Exercise brief: Could you please return each line of the data that has the word "rounded"?
[Material for this task — start]
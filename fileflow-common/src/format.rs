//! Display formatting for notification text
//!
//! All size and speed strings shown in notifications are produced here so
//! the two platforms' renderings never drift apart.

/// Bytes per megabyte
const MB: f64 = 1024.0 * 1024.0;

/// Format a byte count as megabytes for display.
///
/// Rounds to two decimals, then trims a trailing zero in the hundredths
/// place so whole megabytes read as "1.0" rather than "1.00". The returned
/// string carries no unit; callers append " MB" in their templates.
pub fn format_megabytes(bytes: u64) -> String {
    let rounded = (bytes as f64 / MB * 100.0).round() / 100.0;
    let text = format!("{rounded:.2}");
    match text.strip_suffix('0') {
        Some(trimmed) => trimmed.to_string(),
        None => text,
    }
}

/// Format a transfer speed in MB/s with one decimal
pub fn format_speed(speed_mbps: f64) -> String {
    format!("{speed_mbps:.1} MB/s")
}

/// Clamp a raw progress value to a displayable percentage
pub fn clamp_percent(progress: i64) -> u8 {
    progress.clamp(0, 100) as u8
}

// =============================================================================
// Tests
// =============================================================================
[Material for this task — finish]
Written response:
    let rounded = (bytes as f64 / MB * 100.0).round() / 100.0;
    let text = format!("{rounded:.2}");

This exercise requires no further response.